● **Exercise**: Establish how many lines below contain the string "stored". Respond with that number alone.

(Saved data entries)
┌──

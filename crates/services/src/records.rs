//! Remote proxies for the persistence API
//!
//! [`RecordService`] mirrors the CRUD protocol for one record kind. Calls
//! that cannot succeed (the unsaved id) return immediately without touching
//! the network. Everything else is timed and any failure, including a
//! panic inside the transport, is reported as an empty result.

use std::future::Future;
use std::marker::PhantomData;
use std::panic::AssertUnwindSafe;
use std::sync::Arc;

use futures::FutureExt;
use pandamonium_common::{
    config::PersistenceApiConfig,
    metrics::{record_proxy_failure, RequestTimer},
    records::{Definition, Proof, Record, UNSAVED_ID},
};
use reqwest::{StatusCode, Url};
use tracing::{debug, error, info};

use crate::rest::{RestClient, RestService, Timeouts};

/// Proxy for one record kind served under `{base_url}{R::RESOURCE}/`
pub struct RecordService<R, C = RestService> {
    client: Arc<C>,
    resource_url: String,
    timeouts: Timeouts,
    _record: PhantomData<fn() -> R>,
}

pub type DefinitionService<C = RestService> = RecordService<Definition, C>;
pub type ProofService<C = RestService> = RecordService<Proof, C>;

impl<R, C> Clone for RecordService<R, C> {
    fn clone(&self) -> Self {
        Self {
            client: Arc::clone(&self.client),
            resource_url: self.resource_url.clone(),
            timeouts: self.timeouts,
            _record: PhantomData,
        }
    }
}

impl<R: Record> RecordService<R, RestService> {
    /// Proxy configured from the `persistence_api` section
    pub fn from_config(client: Arc<RestService>, config: &PersistenceApiConfig) -> Self {
        Self::new(client, &config.base_url, Timeouts::from(config))
    }
}

impl<R: Record, C: RestClient> RecordService<R, C> {
    pub fn new(client: Arc<C>, base_url: &str, timeouts: Timeouts) -> Self {
        let base = base_url.trim_end_matches('/');
        Self {
            client,
            resource_url: format!("{}/{}/", base, R::RESOURCE),
            timeouts,
            _record: PhantomData,
        }
    }

    /// `{base_url}{resource}/`
    pub fn resource_url(&self) -> &str {
        &self.resource_url
    }

    fn record_url(&self, id: i32) -> String {
        format!("{}{}", self.resource_url, id)
    }

    /// Run one forwarded call, absorbing panics and counting empty results
    async fn guarded<T, F>(&self, operation: &'static str, call: F) -> Option<T>
    where
        F: Future<Output = Option<T>>,
    {
        let _timer = RequestTimer::start(R::RESOURCE, operation);

        let outcome = match AssertUnwindSafe(call).catch_unwind().await {
            Ok(outcome) => outcome,
            Err(_) => {
                error!(resource = R::RESOURCE, operation, "Transport panicked");
                None
            }
        };

        if outcome.is_none() {
            record_proxy_failure(R::RESOURCE, operation);
        }
        outcome
    }

    pub async fn get_all(&self) -> Option<Vec<R>> {
        info!("Sending request to get all {}", R::RESOURCE);

        let request = self.client.get(&self.resource_url, self.timeouts, None);
        let records: Option<Vec<R>> = self.guarded("get_all", request).await;

        if let Some(records) = &records {
            info!("Received {} {}", records.len(), R::RESOURCE);
        }
        records
    }

    pub async fn find_by_id(&self, id: i32) -> Option<R> {
        if id == UNSAVED_ID {
            error!("Passed ID is {}", UNSAVED_ID);
            return None;
        }

        info!("Sending request to find {} by id {}", R::RESOURCE, id);
        let url = self.record_url(id);
        self.guarded("find_by_id", self.client.get(&url, self.timeouts, None))
            .await
    }

    /// Create `record`. Its id and version are assigned by the persistence API.
    pub async fn create(&self, record: &R) -> Option<R> {
        info!("Sending request to insert {} record", R::RESOURCE);
        debug!(?record, "Create payload");

        self.guarded(
            "create",
            self.client.post(&self.resource_url, record, self.timeouts),
        )
        .await
    }

    /// Send `record` as a partial update of the stored record with its id
    pub async fn update(&self, record: &R) -> Option<R> {
        if record.id() == UNSAVED_ID {
            error!("Specified ID is {}", UNSAVED_ID);
            return None;
        }

        info!("Sending request to update {} with id {}", R::RESOURCE, record.id());
        let url = self.record_url(record.id());
        self.guarded("update", self.client.patch(&url, record, self.timeouts))
            .await
    }

    pub async fn delete(&self, record: &R) -> bool {
        if record.id() == UNSAVED_ID {
            error!("Specified ID is {}", UNSAVED_ID);
            return false;
        }

        info!("Sending request to delete {} with id {}", R::RESOURCE, record.id());
        let url = self.record_url(record.id());
        let deleted = self
            .guarded("delete", async {
                self.client
                    .delete(&url, self.timeouts, StatusCode::NO_CONTENT)
                    .await
                    .then_some(())
            })
            .await;

        deleted.is_some()
    }

    async fn find_where(&self, operation: &'static str, field: &str, value: &str) -> Option<Vec<R>> {
        info!("Sending request to find {} by {} {}", R::RESOURCE, field, value);

        let url = match Url::parse_with_params(
            &format!("{}{}", self.resource_url, field),
            &[(field, value)],
        ) {
            Ok(url) => url,
            Err(e) => {
                error!(error = %e, base = %self.resource_url, "Invalid persistence API URL");
                record_proxy_failure(R::RESOURCE, operation);
                return None;
            }
        };

        self.guarded(operation, self.client.get(url.as_str(), self.timeouts, None))
            .await
    }
}

impl<C: RestClient> RecordService<Proof, C> {
    pub async fn find_by_branch(&self, branch: &str) -> Option<Vec<Proof>> {
        self.find_where("find_by_branch", "branch", branch).await
    }

    pub async fn find_by_theorem_name(&self, theorem_name: &str) -> Option<Vec<Proof>> {
        self.find_where("find_by_theorem_name", "theorem_name", theorem_name)
            .await
    }
}
//! Proof and definition records
//!
//! A record is what the store persists; a patch is what a client sends.
//! Every patch field is optional so one type serves both inserts (where
//! [`RecordPatch::validate_insert`] demands the required fields) and partial
//! updates (where [`merge`] overlays only the supplied fields).

mod definition;
mod merge;
mod proof;

pub use definition::{Definition, DefinitionPatch, Unfiltered};
pub use merge::merge;
pub use proof::{normalize_filter, Proof, ProofFilter, ProofPatch};

use serde::{de::DeserializeOwned, Serialize};
use std::fmt::Debug;
use validator::{Validate, ValidationErrors};

/// Id carried by a record that has never been persisted
pub const UNSAVED_ID: i32 = 0;

/// Version a record receives when it is first persisted
pub const INITIAL_VERSION: i32 = 0;

/// A persisted entity with a surrogate id and an optimistic version counter.
pub trait Record: Clone + Debug + Serialize + DeserializeOwned + Send + Sync + 'static {
    /// Client payload for creates and partial updates
    type Patch: RecordPatch<Self>;

    /// Predicate type accepted by [`crate::db::RecordStore::find_by`]
    type Filter: Debug + Send + Sync;

    /// Plural resource name, used for routes, logs and metric labels
    const RESOURCE: &'static str;

    fn id(&self) -> i32;

    fn set_id(&mut self, id: i32);

    fn version(&self) -> i32;

    fn set_version(&mut self, version: i32);

    fn matches(&self, filter: &Self::Filter) -> bool;

    fn is_saved(&self) -> bool {
        self.id() != UNSAVED_ID
    }
}

/// A client-supplied record with any subset of its fields populated.
pub trait RecordPatch<R>: Validate + Debug + DeserializeOwned + Send + Sync + 'static {
    /// Length checks on supplied fields plus presence of everything an
    /// insert requires.
    fn validate_insert(&self) -> Result<(), ValidationErrors>;

    /// Length checks on supplied fields, which also must not be blank.
    /// Absent fields are fine: they keep their stored value.
    fn validate_update(&self) -> Result<(), ValidationErrors>;

    /// Build an unsaved record from a patch that passed `validate_insert`.
    fn into_record(self) -> R;

    /// Overlay the supplied, non-empty fields onto a copy of `existing`.
    fn merge_onto(&self, existing: &R) -> R;
}

/// Adds `code` violations for `fields` on top of derived length checks.
pub(crate) fn reject(
    result: Result<(), ValidationErrors>,
    code: &'static str,
    fields: &[(&'static str, &'static str)],
) -> Result<(), ValidationErrors> {
    let mut errors = match result {
        Ok(()) => ValidationErrors::new(),
        Err(errors) => errors,
    };

    for (field, message) in fields {
        let mut error = validator::ValidationError::new(code);
        error.message = Some((*message).into());
        errors.add(*field, error);
    }

    if errors.errors().is_empty() {
        Ok(())
    } else {
        Err(errors)
    }
}

pub(crate) fn is_blank(value: &Option<String>) -> bool {
    value.as_deref().map_or(true, |v| v.trim().is_empty())
}

/// Supplied, but only whitespace
pub(crate) fn is_supplied_blank(value: &Option<String>) -> bool {
    value.as_deref().is_some_and(|v| v.trim().is_empty())
}

pub(crate) fn is_empty_list(value: &Option<Vec<String>>) -> bool {
    value.as_ref().map_or(true, Vec::is_empty)
}
//! SeaORM entity models
//!
//! List-valued record fields live in JSONB columns; conversion to and from
//! the record types happens here so repositories only deal with records.

mod definition;
mod proof;

pub use definition::{
    Entity as DefinitionEntity,
    Model as DefinitionRow,
    ActiveModel as DefinitionActiveModel,
    Column as DefinitionColumn,
};

pub use proof::{
    Entity as ProofEntity,
    Model as ProofRow,
    ActiveModel as ProofActiveModel,
    Column as ProofColumn,
};

use crate::errors::Result;
use sea_orm::prelude::Json;

pub(crate) fn list_to_json(list: &[String]) -> Result<Json> {
    Ok(serde_json::to_value(list)?)
}

pub(crate) fn optional_list_to_json(list: Option<&Vec<String>>) -> Result<Option<Json>> {
    list.map(|l| list_to_json(l)).transpose()
}

pub(crate) fn json_to_list(value: Json) -> Result<Vec<String>> {
    Ok(serde_json::from_value(value)?)
}

pub(crate) fn json_to_optional_list(value: Option<Json>) -> Result<Option<Vec<String>>> {
    value.map(json_to_list).transpose()
}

└──

● **Solution**: 2